28. The non-transitory machine-readable storage medium claim 16, further comprising extending a MPEG-G file by

adding the additional data fields:

a coordinate_scheme field that indicates to a decoder how the genomic coordinates should be interpreted; and

a trail field in each genomic record to indicate for each alignment position in mapping_pos the sequence of edge transitions to which all template segments in the same record are aligned;

using the MPEG-G file data fields as follows:

the seq_ID indicates an edge in a chromosome to which the beginning of the first read is mapped;

the split_seq_ID indicates the beginning edges of any split segment alignments; and

the positions mapping_pos and split_pos count from the beginning of the edges respectively in seq_ID and split_seq_ID.
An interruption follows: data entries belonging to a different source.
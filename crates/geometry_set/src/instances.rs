//! The instances component.
//!
//! Instances are stored as parallel arrays, one entry per instance. All
//! arrays always have the same length. The arrays are exposed as builtin
//! attributes on the `Instance` domain; only `position` can be written
//! through the attribute API, and custom attributes are not supported.

use geometry_attribute::{
    AttributeDomain, AttributeError, AttributeInfo, AttributeSlice, AttributeSliceMut,
    AttributeType, ReadAttribute, WriteAttribute,
};
use geometry_math::{InstanceTransform, Mat4, Vec3};
use tracing::trace;

use crate::component::AttributeProvider;
use crate::object::InstancedData;

const POSITION: &str = "position";
const ROTATION: &str = "rotation";
const SCALE: &str = "scale";
const ID: &str = "id";

const BUILTINS: [&str; 4] = [POSITION, ROTATION, SCALE, ID];

/// Id given to instances added without an explicit one.
pub const DEFAULT_INSTANCE_ID: i32 = -1;

/// A list of placed references to objects or collections.
#[derive(Debug, Clone, Default, PartialEq)]
pub struct InstancesComponent {
    positions: Vec<Vec3>,
    rotations: Vec<Vec3>,
    scales: Vec<Vec3>,
    ids: Vec<i32>,
    instanced_data: Vec<InstancedData>,
}

impl InstancesComponent {
    #[must_use]
    pub fn new() -> Self {
        Self::default()
    }

    /// Append an instance of `data` with id `-1`.
    pub fn add_instance(&mut self, data: impl Into<InstancedData>, transform: InstanceTransform) {
        self.add_instance_with_id(data, transform, DEFAULT_INSTANCE_ID);
    }

    pub fn add_instance_with_id(
        &mut self,
        data: impl Into<InstancedData>,
        transform: InstanceTransform,
        id: i32,
    ) {
        let data = data.into();
        trace!(
            index = self.positions.len(),
            target = data.name().unwrap_or("none"),
            id,
            "adding instance"
        );
        self.positions.push(transform.position);
        self.rotations.push(transform.rotation);
        self.scales.push(transform.scale);
        self.ids.push(id);
        self.instanced_data.push(data);
    }

    pub fn clear(&mut self) {
        self.positions.clear();
        self.rotations.clear();
        self.scales.clear();
        self.ids.clear();
        self.instanced_data.clear();
    }

    #[must_use]
    pub fn instances_amount(&self) -> usize {
        self.positions.len()
    }

    #[must_use]
    pub fn is_empty(&self) -> bool {
        self.positions.is_empty()
    }

    #[must_use]
    pub fn instanced_data(&self) -> &[InstancedData] {
        &self.instanced_data
    }

    #[must_use]
    pub fn positions(&self) -> &[Vec3] {
        &self.positions
    }

    /// Positions are the one array that can be edited in place.
    pub fn positions_mut(&mut self) -> &mut [Vec3] {
        &mut self.positions
    }

    /// XYZ Euler rotations in radians.
    #[must_use]
    pub fn rotations(&self) -> &[Vec3] {
        &self.rotations
    }

    #[must_use]
    pub fn scales(&self) -> &[Vec3] {
        &self.scales
    }

    #[must_use]
    pub fn ids(&self) -> &[i32] {
        &self.ids
    }

    #[must_use]
    pub fn transform(&self, index: usize) -> Option<InstanceTransform> {
        Some(InstanceTransform::new(
            *self.positions.get(index)?,
            self.rotations[index],
            self.scales[index],
        ))
    }

    pub fn transforms(&self) -> impl Iterator<Item = InstanceTransform> + '_ {
        (0..self.instances_amount())
            .map(|i| InstanceTransform::new(self.positions[i], self.rotations[i], self.scales[i]))
    }

    /// The composed matrix of one instance.
    #[must_use]
    pub fn instance_matrix(&self, index: usize) -> Option<Mat4> {
        self.transform(index).map(|t| t.to_matrix())
    }
}

impl AttributeProvider for InstancesComponent {
    fn domain_supported(&self, domain: AttributeDomain) -> bool {
        domain == AttributeDomain::Instance
    }

    fn domain_with_type_supported(
        &self,
        domain: AttributeDomain,
        data_type: AttributeType,
    ) -> bool {
        domain == AttributeDomain::Instance
            && matches!(data_type, AttributeType::Float3 | AttributeType::Int32)
    }

    fn domain_size(&self, domain: AttributeDomain) -> usize {
        if domain == AttributeDomain::Instance {
            self.instances_amount()
        } else {
            0
        }
    }

    fn is_builtin(&self, name: &str) -> bool {
        BUILTINS.contains(&name)
    }

    fn attribute_info(&self, name: &str) -> Option<AttributeInfo> {
        let data_type = match name {
            POSITION | ROTATION | SCALE => AttributeType::Float3,
            ID => AttributeType::Int32,
            _ => return None,
        };
        Some(AttributeInfo::new(AttributeDomain::Instance, data_type))
    }

    fn read(&self, name: &str) -> Option<ReadAttribute<'_>> {
        let slice = match name {
            POSITION => AttributeSlice::Float3(&self.positions),
            ROTATION => AttributeSlice::Float3(&self.rotations),
            SCALE => AttributeSlice::Float3(&self.scales),
            ID => AttributeSlice::Int32(&self.ids),
            _ => return None,
        };
        Some(ReadAttribute::from_slice(AttributeDomain::Instance, slice))
    }

    fn write(&mut self, name: &str) -> Option<WriteAttribute<'_>> {
        if name != POSITION {
            return None;
        }
        Some(WriteAttribute::from_slice(
            AttributeDomain::Instance,
            AttributeSliceMut::Float3(&mut self.positions),
        ))
    }

    fn create(
        &mut self,
        name: &str,
        domain: AttributeDomain,
        data_type: AttributeType,
    ) -> Result<(), AttributeError> {
        if self.is_builtin(name) {
            return Err(AttributeError::Builtin(name.to_string()));
        }
        if !self.domain_supported(domain) {
            return Err(AttributeError::UnsupportedDomain(domain));
        }
        Err(AttributeError::UnsupportedType { domain, data_type })
    }

    fn delete(&mut self, name: &str) -> Result<(), AttributeError> {
        if self.is_builtin(name) {
            return Err(AttributeError::Builtin(name.to_string()));
        }
        Err(AttributeError::NotFound(name.to_string()))
    }

    fn names(&self) -> Vec<String> {
        BUILTINS.iter().map(|name| name.to_string()).collect()
    }

    fn is_empty(&self) -> bool {
        self.positions.is_empty()
    }
}

#[cfg(test)]
mod tests {
    use std::sync::Arc;

    use geometry_attribute::AttributeValue;

    use super::*;
    use crate::object::{Collection, Object};

    fn three_instances() -> InstancesComponent {
        let tree = Arc::new(Object::new("tree"));
        let mut instances = InstancesComponent::new();
        for x in 0..3 {
            instances.add_instance(
                tree.clone(),
                InstanceTransform::from_position(Vec3::new(x as f32, 0.0, 0.0)),
            );
        }
        instances
    }

    #[test]
    fn test_add_instance_keeps_arrays_in_sync() {
        let instances = three_instances();
        assert_eq!(instances.instances_amount(), 3);
        assert_eq!(
            instances.positions(),
            &[Vec3::ZERO, Vec3::X, Vec3::new(2.0, 0.0, 0.0)]
        );
        assert_eq!(instances.rotations(), &[Vec3::ZERO; 3]);
        assert_eq!(instances.scales(), &[Vec3::ONE; 3]);
        assert_eq!(instances.ids(), &[-1, -1, -1]);
        assert_eq!(instances.instanced_data().len(), 3);
    }

    #[test]
    fn test_targets_are_normalized() {
        let mut instances = InstancesComponent::new();
        let collection = Arc::new(Collection::new("forest"));
        instances.add_instance_with_id(collection.clone(), InstanceTransform::IDENTITY, 7);
        instances.add_instance(InstancedData::None, InstanceTransform::IDENTITY);
        assert_eq!(instances.instanced_data()[0], InstancedData::Collection(collection));
        assert!(instances.instanced_data()[1].is_none());
        assert_eq!(instances.ids(), &[7, -1]);
    }

    #[test]
    fn test_only_position_is_writable() {
        let mut instances = three_instances();
        assert!(instances.write("rotation").is_none());
        instances
            .write("position")
            .unwrap()
            .set(0, AttributeValue::Float3(Vec3::Z));
        assert_eq!(instances.positions()[0], Vec3::Z);
        instances.positions_mut()[1] = Vec3::Y;
        assert_eq!(instances.read("position").unwrap().get(1), AttributeValue::Float3(Vec3::Y));
    }

    #[test]
    fn test_no_custom_attributes() {
        let mut instances = three_instances();
        assert_eq!(
            instances.create("color", AttributeDomain::Instance, AttributeType::Color),
            Err(AttributeError::UnsupportedType {
                domain: AttributeDomain::Instance,
                data_type: AttributeType::Color
            })
        );
        assert_eq!(
            instances.create("color", AttributeDomain::Point, AttributeType::Color),
            Err(AttributeError::UnsupportedDomain(AttributeDomain::Point))
        );
        assert_eq!(
            instances.delete("id"),
            Err(AttributeError::Builtin("id".to_string()))
        );
    }

    #[test]
    fn test_instance_matrix() {
        let instances = three_instances();
        let matrix = instances.instance_matrix(2).unwrap();
        assert_eq!(matrix.transform_point3(Vec3::ZERO), Vec3::new(2.0, 0.0, 0.0));
        assert!(instances.instance_matrix(3).is_none());
        assert_eq!(instances.transforms().count(), 3);
    }

    #[test]
    fn test_clear() {
        let mut instances = three_instances();
        instances.clear();
        assert!(instances.is_empty());
        assert!(instances.instanced_data().is_empty());
    }
}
29. The non-transitory machine-readable storage medium claim 16, further comprising instructions for determining anchor points on a specified edge by extending a MPEG-G file by running Dijkstra's algorithm beginning from one of the endpoints of specified edge using a number of bases in between connecting nodes as distance until the specified edge is on a spanning tree with a shortest distance among all leaf nodes, except for those that cannot be extended further.

30. The non-transitory machine-readable storage medium claim 16, further comprising instructions for determining the sequence along a path in the genome sequence further comprising:

traversing a trail defining the path, wherein the trail includes a cascade of edge identifiers traversed by the path; and

concatenating the sequences of each of the edges identified along the path.